* **EXERCISE**:
Please count how many lines below contain the word "replace" and give nothing but that figure.

DATA EXTRACTS below:

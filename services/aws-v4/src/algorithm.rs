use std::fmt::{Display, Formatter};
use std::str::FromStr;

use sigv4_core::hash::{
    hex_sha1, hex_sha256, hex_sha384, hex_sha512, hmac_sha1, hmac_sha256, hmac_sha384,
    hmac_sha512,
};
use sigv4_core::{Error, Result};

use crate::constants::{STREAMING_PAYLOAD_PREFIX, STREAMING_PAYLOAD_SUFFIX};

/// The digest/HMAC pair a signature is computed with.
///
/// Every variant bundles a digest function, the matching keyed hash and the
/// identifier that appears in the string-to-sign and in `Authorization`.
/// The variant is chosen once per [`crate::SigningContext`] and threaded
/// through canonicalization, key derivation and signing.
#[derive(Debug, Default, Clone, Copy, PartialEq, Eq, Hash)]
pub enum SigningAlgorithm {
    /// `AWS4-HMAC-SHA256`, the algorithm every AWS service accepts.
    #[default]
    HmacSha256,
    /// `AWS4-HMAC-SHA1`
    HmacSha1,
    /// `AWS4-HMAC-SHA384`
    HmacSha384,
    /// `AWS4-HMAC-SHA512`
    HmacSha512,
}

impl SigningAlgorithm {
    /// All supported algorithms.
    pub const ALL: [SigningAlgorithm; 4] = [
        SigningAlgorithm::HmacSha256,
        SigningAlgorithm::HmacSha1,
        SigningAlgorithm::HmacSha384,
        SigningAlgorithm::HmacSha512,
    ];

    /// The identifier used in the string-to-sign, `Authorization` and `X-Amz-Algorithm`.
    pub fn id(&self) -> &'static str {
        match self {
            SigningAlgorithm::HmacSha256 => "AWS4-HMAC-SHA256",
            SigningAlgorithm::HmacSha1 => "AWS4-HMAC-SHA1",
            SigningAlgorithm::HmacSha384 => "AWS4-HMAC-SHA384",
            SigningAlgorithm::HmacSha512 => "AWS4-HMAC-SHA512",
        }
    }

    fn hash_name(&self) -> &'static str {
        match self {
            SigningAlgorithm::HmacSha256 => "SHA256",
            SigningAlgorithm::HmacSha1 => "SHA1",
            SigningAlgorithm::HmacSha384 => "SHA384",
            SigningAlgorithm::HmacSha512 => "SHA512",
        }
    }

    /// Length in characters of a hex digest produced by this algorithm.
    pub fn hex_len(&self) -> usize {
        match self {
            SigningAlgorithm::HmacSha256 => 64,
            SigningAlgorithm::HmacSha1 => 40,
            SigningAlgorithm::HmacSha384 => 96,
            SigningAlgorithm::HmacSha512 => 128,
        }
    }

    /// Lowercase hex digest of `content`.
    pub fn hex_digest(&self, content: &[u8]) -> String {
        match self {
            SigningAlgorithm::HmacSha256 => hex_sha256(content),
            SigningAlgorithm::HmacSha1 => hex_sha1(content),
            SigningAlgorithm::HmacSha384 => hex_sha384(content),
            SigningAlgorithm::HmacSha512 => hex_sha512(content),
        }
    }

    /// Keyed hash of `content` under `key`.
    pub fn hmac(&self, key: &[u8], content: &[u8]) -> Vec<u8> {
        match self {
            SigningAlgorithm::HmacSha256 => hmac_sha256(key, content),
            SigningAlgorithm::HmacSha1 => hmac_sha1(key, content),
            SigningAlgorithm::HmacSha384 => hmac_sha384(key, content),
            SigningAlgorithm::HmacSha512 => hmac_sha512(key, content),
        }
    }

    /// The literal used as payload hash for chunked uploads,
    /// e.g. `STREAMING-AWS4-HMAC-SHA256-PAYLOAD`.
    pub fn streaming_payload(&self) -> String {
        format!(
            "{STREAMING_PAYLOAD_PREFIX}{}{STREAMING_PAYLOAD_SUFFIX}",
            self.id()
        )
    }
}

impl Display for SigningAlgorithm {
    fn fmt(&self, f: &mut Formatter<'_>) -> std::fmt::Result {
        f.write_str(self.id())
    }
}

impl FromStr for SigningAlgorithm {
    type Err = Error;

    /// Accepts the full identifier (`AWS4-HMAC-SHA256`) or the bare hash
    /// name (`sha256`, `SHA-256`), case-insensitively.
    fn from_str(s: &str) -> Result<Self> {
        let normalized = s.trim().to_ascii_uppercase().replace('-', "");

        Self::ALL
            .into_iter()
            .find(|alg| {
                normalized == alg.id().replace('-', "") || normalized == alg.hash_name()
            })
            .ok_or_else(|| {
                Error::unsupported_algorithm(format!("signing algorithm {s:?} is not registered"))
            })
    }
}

End of DATA EXTRACTS.
DATA EXTRACTS below:

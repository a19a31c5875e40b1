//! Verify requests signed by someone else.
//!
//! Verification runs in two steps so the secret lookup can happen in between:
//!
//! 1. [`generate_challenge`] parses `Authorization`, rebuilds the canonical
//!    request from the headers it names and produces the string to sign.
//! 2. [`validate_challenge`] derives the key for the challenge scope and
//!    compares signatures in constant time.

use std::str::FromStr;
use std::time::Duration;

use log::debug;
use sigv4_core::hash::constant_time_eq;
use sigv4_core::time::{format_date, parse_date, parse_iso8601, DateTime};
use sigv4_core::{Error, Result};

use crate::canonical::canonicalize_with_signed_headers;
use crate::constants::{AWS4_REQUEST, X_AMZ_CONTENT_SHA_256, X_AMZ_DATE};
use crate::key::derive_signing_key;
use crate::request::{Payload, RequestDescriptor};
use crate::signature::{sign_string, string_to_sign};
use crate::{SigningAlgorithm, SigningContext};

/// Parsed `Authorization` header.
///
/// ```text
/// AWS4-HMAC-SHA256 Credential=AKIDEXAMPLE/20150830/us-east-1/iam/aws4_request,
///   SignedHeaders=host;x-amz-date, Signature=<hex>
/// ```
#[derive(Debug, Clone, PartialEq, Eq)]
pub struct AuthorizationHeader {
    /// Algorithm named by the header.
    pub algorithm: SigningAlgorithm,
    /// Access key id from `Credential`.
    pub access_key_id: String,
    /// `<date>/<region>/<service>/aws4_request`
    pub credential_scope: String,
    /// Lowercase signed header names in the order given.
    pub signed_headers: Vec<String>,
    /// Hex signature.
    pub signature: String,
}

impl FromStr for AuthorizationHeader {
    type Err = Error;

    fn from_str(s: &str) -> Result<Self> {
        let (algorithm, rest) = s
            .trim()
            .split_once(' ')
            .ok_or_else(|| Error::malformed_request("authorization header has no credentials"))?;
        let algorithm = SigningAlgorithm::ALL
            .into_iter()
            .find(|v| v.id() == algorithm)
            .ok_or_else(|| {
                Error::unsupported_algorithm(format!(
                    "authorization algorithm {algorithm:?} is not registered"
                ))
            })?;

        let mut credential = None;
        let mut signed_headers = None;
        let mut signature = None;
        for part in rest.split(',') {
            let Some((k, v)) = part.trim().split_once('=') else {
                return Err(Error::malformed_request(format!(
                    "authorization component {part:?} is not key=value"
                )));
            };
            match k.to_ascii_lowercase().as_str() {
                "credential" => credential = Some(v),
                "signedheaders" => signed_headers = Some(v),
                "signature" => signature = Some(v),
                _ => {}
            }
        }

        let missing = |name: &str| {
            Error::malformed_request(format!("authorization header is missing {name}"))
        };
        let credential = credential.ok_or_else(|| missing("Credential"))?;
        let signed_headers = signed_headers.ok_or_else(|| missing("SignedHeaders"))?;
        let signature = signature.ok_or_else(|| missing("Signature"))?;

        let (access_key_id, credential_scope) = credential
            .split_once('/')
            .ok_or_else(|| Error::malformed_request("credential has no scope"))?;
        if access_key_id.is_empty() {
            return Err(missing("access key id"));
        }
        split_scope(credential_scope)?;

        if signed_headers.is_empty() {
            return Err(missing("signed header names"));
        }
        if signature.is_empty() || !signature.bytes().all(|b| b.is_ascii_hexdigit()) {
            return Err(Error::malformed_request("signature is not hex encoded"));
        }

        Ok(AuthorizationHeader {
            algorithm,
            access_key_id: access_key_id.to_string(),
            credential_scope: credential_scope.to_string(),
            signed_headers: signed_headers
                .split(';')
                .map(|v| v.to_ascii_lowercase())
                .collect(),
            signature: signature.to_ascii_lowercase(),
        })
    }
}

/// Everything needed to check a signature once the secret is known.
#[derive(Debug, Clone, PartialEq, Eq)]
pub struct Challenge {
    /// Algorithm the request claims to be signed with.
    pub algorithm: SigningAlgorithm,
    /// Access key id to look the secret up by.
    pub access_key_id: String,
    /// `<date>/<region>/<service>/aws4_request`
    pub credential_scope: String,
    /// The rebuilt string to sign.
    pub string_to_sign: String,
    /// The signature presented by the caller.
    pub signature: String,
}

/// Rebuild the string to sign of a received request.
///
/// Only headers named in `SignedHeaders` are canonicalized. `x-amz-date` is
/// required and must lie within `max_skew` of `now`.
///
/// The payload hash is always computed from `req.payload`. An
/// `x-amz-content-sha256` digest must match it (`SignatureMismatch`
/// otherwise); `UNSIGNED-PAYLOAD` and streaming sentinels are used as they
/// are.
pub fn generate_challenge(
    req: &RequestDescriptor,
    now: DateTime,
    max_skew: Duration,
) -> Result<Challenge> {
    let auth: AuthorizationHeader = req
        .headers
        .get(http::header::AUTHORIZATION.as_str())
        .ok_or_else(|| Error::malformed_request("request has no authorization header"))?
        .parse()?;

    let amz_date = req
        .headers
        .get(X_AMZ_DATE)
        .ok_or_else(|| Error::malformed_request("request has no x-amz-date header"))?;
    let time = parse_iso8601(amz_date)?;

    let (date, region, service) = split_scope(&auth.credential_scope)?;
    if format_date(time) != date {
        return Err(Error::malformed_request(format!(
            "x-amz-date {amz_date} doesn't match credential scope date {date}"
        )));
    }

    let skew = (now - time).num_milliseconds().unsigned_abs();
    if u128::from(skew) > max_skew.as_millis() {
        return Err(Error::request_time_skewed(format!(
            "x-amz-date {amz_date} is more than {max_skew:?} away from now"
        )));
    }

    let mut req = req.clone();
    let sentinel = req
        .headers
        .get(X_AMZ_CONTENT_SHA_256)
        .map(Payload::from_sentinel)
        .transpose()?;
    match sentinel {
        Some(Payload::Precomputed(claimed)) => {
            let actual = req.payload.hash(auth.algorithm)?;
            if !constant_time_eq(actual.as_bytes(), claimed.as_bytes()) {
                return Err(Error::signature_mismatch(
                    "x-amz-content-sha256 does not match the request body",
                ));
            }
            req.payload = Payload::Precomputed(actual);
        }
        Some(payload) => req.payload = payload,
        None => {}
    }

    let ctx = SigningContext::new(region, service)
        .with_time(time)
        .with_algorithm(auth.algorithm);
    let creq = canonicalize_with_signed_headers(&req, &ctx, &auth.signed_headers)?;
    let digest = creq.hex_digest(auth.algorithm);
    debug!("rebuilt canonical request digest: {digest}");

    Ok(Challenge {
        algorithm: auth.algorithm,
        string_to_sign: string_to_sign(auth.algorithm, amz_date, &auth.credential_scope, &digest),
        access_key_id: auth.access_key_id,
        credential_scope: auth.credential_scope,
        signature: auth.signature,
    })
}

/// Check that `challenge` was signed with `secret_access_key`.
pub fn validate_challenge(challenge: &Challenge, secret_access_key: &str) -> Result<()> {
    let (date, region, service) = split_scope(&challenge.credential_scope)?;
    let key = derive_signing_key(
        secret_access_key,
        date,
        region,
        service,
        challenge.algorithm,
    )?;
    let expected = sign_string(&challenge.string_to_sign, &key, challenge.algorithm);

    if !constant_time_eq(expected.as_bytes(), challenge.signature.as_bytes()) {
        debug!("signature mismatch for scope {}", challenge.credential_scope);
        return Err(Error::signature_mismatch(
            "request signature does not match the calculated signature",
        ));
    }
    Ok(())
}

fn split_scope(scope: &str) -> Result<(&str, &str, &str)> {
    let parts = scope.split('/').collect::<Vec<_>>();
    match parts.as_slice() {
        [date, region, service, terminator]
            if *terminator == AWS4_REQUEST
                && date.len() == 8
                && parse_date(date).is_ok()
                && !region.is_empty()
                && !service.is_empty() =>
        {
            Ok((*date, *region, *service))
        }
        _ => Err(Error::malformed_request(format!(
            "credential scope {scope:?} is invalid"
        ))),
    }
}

End of DATA EXTRACTS.

* **OUTPUT FOR THIS TASK**:
2